When we originally rolled it out we soon discovered it seemed to be geared towards a single device per user set-up which is not what we have.  We have quite a few "hot desk" departments where people log into whatever deivce they can (you can imagine the headache when they were all set-up as single sign on users and change password every month having issues with what password is synched to the "grey screen").  To get round this we set-up shared passphrases so a whole department has the same passphrase, not ideal but the only option we could find.  We then found out about key reconstruction and set that up so when other users who were noramlly on one device had a device rebuilt or moved device we could get them to answer the questions rather than having to delete and start again. 

So we have finally got some time and have decided to upgrade to US 3.2 and Desktop 10.2 and hopefully get SKM working with Local self recovery passwords to hopefully avoid the daily use of WDRT's left right and centre.  All the waffle above sets the scene hopefully for the question..... All our users are currently set-up as GKM, if I amend the policy for users to use SKM instead would they automatically switch (wihout having to re-enroll etc)?  After a couple of years I predict 0% of them would know/remember their private key password and I'm a bit dubious of what effects it could have.

Also anyone else got a work around for the shared passphrase option we use?

Thanks for anyones time!

Phil

Comments 3 CommentsJump to latest comment

Sarah Mays's picture

switching keymodes requires the end user to re-enter their PGP key passphrase.. it might be easier to delete individuals from the universal server and have them re-enroll. disks dont need to be decrypted to re-enroll users in PGP Desktop. 

there's a new feature in pgp universal server 3.x that allows you to setup a "WDE Admin" account via policy. so whenever a user using this policy has a disk encrypted it automattically adds a WDE Admin passphrase user to the disk. You could use differnt consumer polices to accomplish this shared passphrase scenario, then have LDAP/AD sync each user to the appropriate consumer policy.

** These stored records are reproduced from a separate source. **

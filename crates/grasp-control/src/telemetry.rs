//! Logging and trace export for grasp processes.
//!
//! Call [`init_tracing`] once at process startup, before the tokio runtime
//! is built.
//!
//! # Environment variables
//!
//! | Variable | Effect |
//! |---|---|
//! | `RUST_LOG` | Log filter (default `"info"`). |
//! | `GRASP_LOG_FORMAT=json` | Emit newline-delimited JSON logs instead of compact text. |
//! | `OTEL_EXPORTER_OTLP_ENDPOINT` | OTLP collector base URL (e.g. `http://localhost:4318`). When set, spans are exported over OTLP/HTTP. |
//!
//! # Example
//!
//! ```rust,no_run
//! let _guard = grasp_control::telemetry::init_tracing("graspd");
//! ```

use opentelemetry::trace::TracerProvider as _;
use opentelemetry_otlp::WithExportConfig;
use opentelemetry_sdk::{Resource, trace::SdkTracerProvider};
use tracing_subscriber::{EnvFilter, layer::SubscriberExt, util::SubscriberInitExt};

const LOG_FORMAT_VAR: &str = "GRASP_LOG_FORMAT";
const OTLP_ENDPOINT_VAR: &str = "OTEL_EXPORTER_OTLP_ENDPOINT";

/// Install the global `tracing` subscriber.
///
/// Output goes to stdout as compact text, or JSON when
/// `GRASP_LOG_FORMAT=json`.  An OTLP layer is added on top when
/// `OTEL_EXPORTER_OTLP_ENDPOINT` is set and the exporter builds.
///
/// Keep the returned guard alive until the process exits; dropping it
/// flushes pending spans.
pub fn init_tracing(service_name: &str) -> TracerProviderGuard {
    let env_filter = EnvFilter::try_from_default_env().unwrap_or_else(|_| EnvFilter::new("info"));
    let use_json = std::env::var(LOG_FORMAT_VAR).as_deref() == Ok("json");
    let provider = build_provider(service_name);

    let otel_layer = provider
        .as_ref()
        .map(|p| tracing_opentelemetry::layer().with_tracer(p.tracer("grasp")));

    let registry = tracing_subscriber::registry().with(env_filter).with(otel_layer);
    if use_json {
        registry.with(tracing_subscriber::fmt::layer().json()).init();
    } else {
        registry.with(tracing_subscriber::fmt::layer().compact()).init();
    }

    TracerProviderGuard(provider)
}

/// Shuts the OTLP provider down (flushing spans) on drop.
pub struct TracerProviderGuard(Option<SdkTracerProvider>);

impl TracerProviderGuard {
    /// `true` when spans are being exported.
    pub fn is_exporting(&self) -> bool {
        self.0.is_some()
    }
}

impl Drop for TracerProviderGuard {
    fn drop(&mut self) {
        if let Some(provider) = self.0.take()
            && let Err(e) = provider.shutdown()
        {
            eprintln!("[grasp] OpenTelemetry provider shutdown error: {e}");
        }
    }
}

fn build_provider(service_name: &str) -> Option<SdkTracerProvider> {
    let endpoint = std::env::var(OTLP_ENDPOINT_VAR).ok()?;

    let exporter = opentelemetry_otlp::SpanExporter::builder()
        .with_http()
        .with_endpoint(endpoint)
        .build()
        .map_err(|e| eprintln!("[grasp] OTLP exporter init failed: {e}"))
        .ok()?;

    let resource = Resource::builder()
        .with_service_name(service_name.to_string())
        .build();

    Some(
        SdkTracerProvider::builder()
            .with_resource(resource)
            // Synchronous export: no runtime exists yet when this runs.
            .with_simple_exporter(exporter)
            .build(),
    )
}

One thing to keep in mind is that since consumer policies determine which WDE admin user gets created and updated, that these are user polcies and not machine polcies. If you frequently administer these systems (or other PGP users from differnt groups log into the system) and you were using a differnt consumer policy with a differnt WDE admin password PGP will automagically update this password each time a pgp desktop user logs on.

Julian_M's picture

When user is enrolled and keys are created, he is prompted which key mode to use (according to allowed key modes specified in Universal policy).

So you will need to re create keys an re enroll user to move to SKM.

WDE passwords are set when encrypting the disk, when added manually or when password is changed by the user. Please note that, if not using smart card, keys are not needed to boot the system, just the passphrase.

Im pretty sure you can set the enviroment to your needs, combining LDAP authentication, group policy, and LDAP user matching to policys.

When you consider the issue resolved, please click Mark As Solution on the post that best provided the solution.
 

Sarah Mays's picture

if only one keymode is selected in the consumer policy PGP desktop will automattically convert the user's key to the new keymode. for GKM - SKM, the end user will need to know their keypasspharse to convert it to SKM.